What do the lines say, reproduced word for word, from the first of the entries below through the line bearing "use std::str::FromStr;"?

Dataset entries

_ _ _

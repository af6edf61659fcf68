use anyhow::{Context, Result};
use notify::{Config as NotifyConfig, RecommendedWatcher, RecursiveMode, Watcher};
use serde::{Deserialize, Deserializer, Serialize, Serializer};
use std::fmt;
use std::path::{Path, PathBuf};
use std::str::FromStr;
use thiserror::Error;
use tokio::sync::mpsc;

use crate::bus::SignalBus;
use crate::event::AppEvent;
use crate::paths;

pub const DEFAULT_VOLUME: u32 = 30;
pub const DEFAULT_PLAY_SPEED: f32 = 1.0;
pub const DEFAULT_THEME_COLOR: Color = Color { r: 0x00, g: 0x9f, b: 0xaa };

/// Inclusive bounds a numeric setting is clamped into.
#[derive(Debug, Clone, Copy, PartialEq)]
pub struct Range<T> {
    pub min: T,
    pub max: T,
}

impl<T: PartialOrd + Copy> Range<T> {
    /// Clamps `value` into the range. Values that compare with nothing
    /// (NaN) become `min`.
    pub fn correct(&self, value: T) -> T {
        if !(value >= self.min) {
            self.min
        } else if value > self.max {
            self.max
        } else {
            value
        }
    }
}

pub const VOLUME_RANGE: Range<u32> = Range { min: 0, max: 100 };
pub const PLAY_SPEED_RANGE: Range<f32> = Range { min: 0.5, max: 2.0 };

#[derive(Debug, Error, PartialEq)]
#[error("Unknown option '{0}'")]
pub struct UnknownOption(pub String);

/// Declares a settings enum stored as a fixed set of strings. Unknown strings
/// in the file fall back to the default variant instead of failing the load.
macro_rules! options_enum {
    (
        $(#[$meta:meta])*
        $name:ident { $($variant:ident => $text:literal),+ $(,)? }
        default $default:ident
    ) => {
        $(#[$meta])*
        #[derive(Debug, Clone, Copy, PartialEq, Eq)]
        pub enum $name {
            $($variant),+
        }

        impl $name {
            pub const ALL: &'static [$name] = &[$($name::$variant),+];

            pub fn as_str(self) -> &'static str {
                match self {
                    $($name::$variant => $text),+
                }
            }

            /// Accepted spellings, for messages: `a, b, c`.
            pub fn expected() -> String {
                Self::ALL.iter().map(|option| option.as_str()).collect::<Vec<_>>().join(", ")
            }
        }

        impl Default for $name {
            fn default() -> Self {
                $name::$default
            }
        }

        impl FromStr for $name {
            type Err = UnknownOption;

            fn from_str(s: &str) -> std::result::Result<Self, Self::Err> {
                match s {
                    $($text => Ok($name::$variant),)+
                    other => Err(UnknownOption(other.to_string())),
                }
            }
        }

        impl Serialize for $name {
            fn serialize<S: Serializer>(&self, serializer: S) -> std::result::Result<S::Ok, S::Error> {
                serializer.serialize_str(self.as_str())
            }
        }

        impl<'de> Deserialize<'de> for $name {
            fn deserialize<D: Deserializer<'de>>(deserializer: D) -> std::result::Result<Self, D::Error> {
                let raw = String::deserialize(deserializer)?;
                Ok(raw.parse().unwrap_or_else(|e| {
                    log::warn!(
                        "[config] {e} for {} (expected one of {}); using '{}'",
                        stringify!($name),
                        $name::expected(),
                        $name::$default.as_str()
                    );
                    $name::$default
                }))
            }
        }
    };
}

options_enum! {
    /// Order in which the playlist advances.
    PlayMode {
        Sequential => "sequential",
        ListLoop => "list-loop",
        SingleLoop => "single-loop",
        Random => "random",
    }
    default Sequential
}

options_enum! {
    Theme {
        Light => "Light",
        Dark => "Dark",
        Auto => "Auto",
    }
    default Light
}

options_enum! {
    /// Interface language. `Auto` follows the system locale.
    Language {
        ChineseSimplified => "zh",
        ChineseTraditional => "hk",
        English => "en",
        Auto => "Auto",
    }
    default Auto
}

/// 24-bit RGB color, stored as `#rrggbb`.
#[derive(Debug, Clone, Copy, PartialEq, Eq)]
pub struct Color {
    pub r: u8,
    pub g: u8,
    pub b: u8,
}

impl Color {
    pub fn to_hex(self) -> String {
        format!("#{:02x}{:02x}{:02x}", self.r, self.g, self.b)
    }
}

impl FromStr for Color {
    type Err = UnknownOption;

    /// Accepts `#rrggbb` and `#rgb`.
    fn from_str(s: &str) -> std::result::Result<Self, Self::Err> {
        let invalid = || UnknownOption(s.to_string());
        let hex = s.strip_prefix('#').ok_or_else(invalid)?;
        if !hex.chars().all(|c| c.is_ascii_hexdigit()) {
            return Err(invalid());
        }
        let channel = |digits: &str| u8::from_str_radix(digits, 16).map_err(|_| invalid());
        match hex.len() {
            6 => Ok(Color {
                r: channel(&hex[0..2])?,
                g: channel(&hex[2..4])?,
                b: channel(&hex[4..6])?,
            }),
            3 => Ok(Color {
                r: channel(&hex[0..1])? * 0x11,
                g: channel(&hex[1..2])? * 0x11,
                b: channel(&hex[2..3])? * 0x11,
            }),
            _ => Err(invalid()),
        }
    }
}

impl fmt::Display for Color {
    fn fmt(&self, f: &mut fmt::Formatter<'_>) -> fmt::Result {
        f.write_str(&self.to_hex())
    }
}

impl Serialize for Color {
    fn serialize<S: Serializer>(&self, serializer: S) -> std::result::Result<S::Ok, S::Error> {
        serializer.serialize_str(&self.to_hex())
    }
}

/// Older files store colors as `[r, g, b]`.
#[derive(Deserialize)]
#[serde(untagged)]
enum RawColor {
    Hex(String),
    Rgb([u8; 3]),
}

impl<'de> Deserialize<'de> for Color {
    fn deserialize<D: Deserializer<'de>>(deserializer: D) -> std::result::Result<Self, D::Error> {
        Ok(match RawColor::deserialize(deserializer)? {
            RawColor::Rgb([r, g, b]) => Color { r, g, b },
            RawColor::Hex(hex) => hex.parse().unwrap_or_else(|e| {
                log::warn!("[config] {e} for theme color; using {DEFAULT_THEME_COLOR}");
                DEFAULT_THEME_COLOR
            }),
        })
    }
}

/// Interface scale: `Auto` or one of the fixed factors in [`DpiScale::FACTORS`].
#[derive(Debug, Clone, Copy, PartialEq, Default)]
pub enum DpiScale {
    #[default]
    Auto,
    Factor(f32),
}

impl DpiScale {
    pub const FACTORS: [f32; 5] = [1.0, 1.25, 1.5, 1.75, 2.0];

    /// Unsupported factors become `Auto`.
    pub fn correct(self) -> Self {
        match self {
            DpiScale::Factor(f) if Self::FACTORS.contains(&f) => self,
            DpiScale::Factor(f) => {
                log::warn!("[config] Unsupported dpi scale {f}; using Auto");
                DpiScale::Auto
            }
            DpiScale::Auto => DpiScale::Auto,
        }
    }
}

impl Serialize for DpiScale {
    fn serialize<S: Serializer>(&self, serializer: S) -> std::result::Result<S::Ok, S::Error> {
        match self {
            DpiScale::Auto => serializer.serialize_str("Auto"),
            DpiScale::Factor(f) => serializer.serialize_f32(*f),
        }
    }
}

#[derive(Deserialize)]
#[serde(untagged)]
enum RawDpiScale {
    Number(f64),
    Text(String),
}

impl<'de> Deserialize<'de> for DpiScale {
    fn deserialize<D: Deserializer<'de>>(deserializer: D) -> std::result::Result<Self, D::Error> {
        Ok(match RawDpiScale::deserialize(deserializer)? {
            RawDpiScale::Number(n) => DpiScale::Factor(n as f32).correct(),
            RawDpiScale::Text(text) if text == "Auto" => DpiScale::Auto,
            RawDpiScale::Text(text) => match text.parse::<f32>() {
                Ok(n) => DpiScale::Factor(n).correct(),
                Err(_) => {
                    log::warn!("[config] Unknown dpi scale '{text}'; using Auto");
                    DpiScale::Auto
                }
            },
        })
    }
}

/// Root configuration structure. Deserialized from `<app_data_dir>/config.toml`.
#[derive(Debug, Clone, PartialEq, Default, Serialize, Deserialize)]
pub struct Config {
    #[serde(default)]
    pub folders: FolderConfig,
    #[serde(default)]
    pub player: PlayerConfig,
    #[serde(default)]
    pub appearance: AppearanceConfig,
}

/// Library locations.
#[derive(Debug, Clone, PartialEq, Serialize, Deserialize)]
pub struct FolderConfig {
    /// Folders scanned for music. Entries that do not exist are dropped.
    #[serde(default = "default_music_folders")]
    pub music_folders: Vec<PathBuf>,
    /// Where downloaded songs go. Created if missing.
    #[serde(default = "paths::download_dir")]
    pub download_folder: PathBuf,
}

impl Default for FolderConfig {
    fn default() -> Self {
        Self {
            music_folders: default_music_folders(),
            download_folder: paths::download_dir(),
        }
    }
}

#[derive(Debug, Clone, PartialEq, Serialize, Deserialize)]
pub struct PlayerConfig {
    /// Clamped to [0, 100].
    #[serde(default = "default_volume")]
    pub volume: u32,
    #[serde(default)]
    pub play_mode: PlayMode,
    /// Playback rate multiplier. Clamped to [0.5, 2.0].
    #[serde(default = "default_play_speed")]
    pub play_speed: f32,
    #[serde(default = "default_true")]
    pub minimize_to_tray: bool,
}

impl Default for PlayerConfig {
    fn default() -> Self {
        Self {
            volume: DEFAULT_VOLUME,
            play_mode: PlayMode::default(),
            play_speed: DEFAULT_PLAY_SPEED,
            minimize_to_tray: true,
        }
    }
}

#[derive(Debug, Clone, PartialEq, Serialize, Deserialize)]
pub struct AppearanceConfig {
    #[serde(default)]
    pub theme: Theme,
    /// Takes effect after a restart.
    #[serde(default)]
    pub language: Language,
    #[serde(default = "default_theme_color")]
    pub theme_color: Color,
    /// Takes effect after a restart.
    #[serde(default)]
    pub dpi_scale: DpiScale,
}

impl Default for AppearanceConfig {
    fn default() -> Self {
        Self {
            theme: Theme::default(),
            language: Language::default(),
            theme_color: DEFAULT_THEME_COLOR,
            dpi_scale: DpiScale::default(),
        }
    }
}

impl Config {
    /// Brings every value back into its valid domain: numbers are clamped,
    /// missing music folders are dropped, the download folder is created and
    /// all folders are made absolute.
    pub fn correct(mut self) -> Self {
        self.player.volume = VOLUME_RANGE.correct(self.player.volume);
        self.player.play_speed = PLAY_SPEED_RANGE.correct(self.player.play_speed);
        self.appearance.dpi_scale = self.appearance.dpi_scale.correct();

        self.folders.music_folders = self
            .folders
            .music_folders
            .into_iter()
            .filter(|folder| folder.is_dir())
            .map(|folder| absolute(&folder))
            .collect();

        if let Err(e) = std::fs::create_dir_all(&self.folders.download_folder) {
            log::warn!(
                "[config] Failed to create download folder {}: {e}",
                self.folders.download_folder.display()
            );
        }
        self.folders.download_folder = absolute(&self.folders.download_folder);
        self
    }
}

/// Returns true if switching from `old` to `new` only takes effect after a restart.
pub fn restart_required(old: &Config, new: &Config) -> bool {
    old.appearance.language != new.appearance.language
        || old.appearance.dpi_scale != new.appearance.dpi_scale
}

/// Loads the config file at `path`, returning `Config::default()` if the file does not exist.
/// Returns an error if the file exists but cannot be read or parsed.
pub fn load_or_default(path: &Path) -> Result<Config> {
    if !path.exists() {
        return Ok(Config::default());
    }
    let content = std::fs::read_to_string(path)
        .with_context(|| format!("Failed to read config file: {}", path.display()))?;
    let config: Config = toml::from_str(&content)
        .with_context(|| format!("Failed to parse config file: {}", path.display()))?;
    Ok(config.correct())
}

/// Writes `config` to `path` as TOML, creating the parent directory if needed.
pub fn save(path: &Path, config: &Config) -> Result<()> {
    if let Some(parent) = path.parent() {
        std::fs::create_dir_all(parent)
            .with_context(|| format!("Failed to create config directory: {}", parent.display()))?;
    }
    let content = toml::to_string_pretty(config).context("Failed to serialize config")?;
    std::fs::write(path, content)
        .with_context(|| format!("Failed to write config file: {}", path.display()))
}

/// Watches the parent directory of `path`. Whenever the config file is
/// created or modified, reloads it and publishes `ConfigReloaded` on `bus`.
///
/// Returns once the bus is closed; watcher setup failures are returned as errors.
pub async fn watch_config(path: PathBuf, bus: SignalBus) -> Result<()> {
    let (watch_tx, mut watch_rx) = mpsc::channel::<notify::Event>(16);

    let mut watcher = RecommendedWatcher::new(
        move |res: notify::Result<notify::Event>| {
            if let Ok(event) = res {
                let _ = watch_tx.blocking_send(event);
            }
        },
        NotifyConfig::default(),
    )
    .context("Failed to create config file watcher")?;

    // Watch the parent directory rather than the file directly so we catch
    // editor-style atomic saves (write-new + rename).
    let watch_dir = path
        .parent()
        .map(Path::to_path_buf)
        .context("Config path has no parent directory")?;
    std::fs::create_dir_all(&watch_dir)
        .with_context(|| format!("Failed to create config directory: {}", watch_dir.display()))?;
    watcher
        .watch(&watch_dir, RecursiveMode::NonRecursive)
        .with_context(|| format!("Failed to watch config directory: {}", watch_dir.display()))?;

    while let Some(event) = watch_rx.recv().await {
        let affects_config = event.paths.iter().any(|p| p == path.as_path());
        let is_write = matches!(
            event.kind,
            notify::EventKind::Create(_) | notify::EventKind::Modify(_)
        );

        if affects_config && is_write {
            match load_or_default(&path) {
                Ok(config) => {
                    if !bus.publish(AppEvent::ConfigReloaded(config)).await {
                        break;
                    }
                }
                Err(e) => log::warn!("[config] Failed to reload config: {e:#}"),
            }
        }
    }
    Ok(())
}

fn absolute(path: &Path) -> PathBuf {
    std::path::absolute(path).unwrap_or_else(|_| path.to_path_buf())
}

fn default_music_folders() -> Vec<PathBuf> {
    paths::music_dir().into_iter().collect()
}

fn default_volume() -> u32 {
    DEFAULT_VOLUME
}

fn default_play_speed() -> f32 {
    DEFAULT_PLAY_SPEED
}

fn default_true() -> bool {
    true
}

fn default_theme_color() -> Color {
    DEFAULT_THEME_COLOR
}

_ _ _

Solution for this problem =>
repository af6edf61659fcf68
use anyhow::{Context, Result};
use notify::{Config as NotifyConfig, RecommendedWatcher, RecursiveMode, Watcher};
use serde::{Deserialize, Deserializer, Serialize, Serializer};
use std::fmt;
use std::path::{Path, PathBuf};
use std::str::FromStr;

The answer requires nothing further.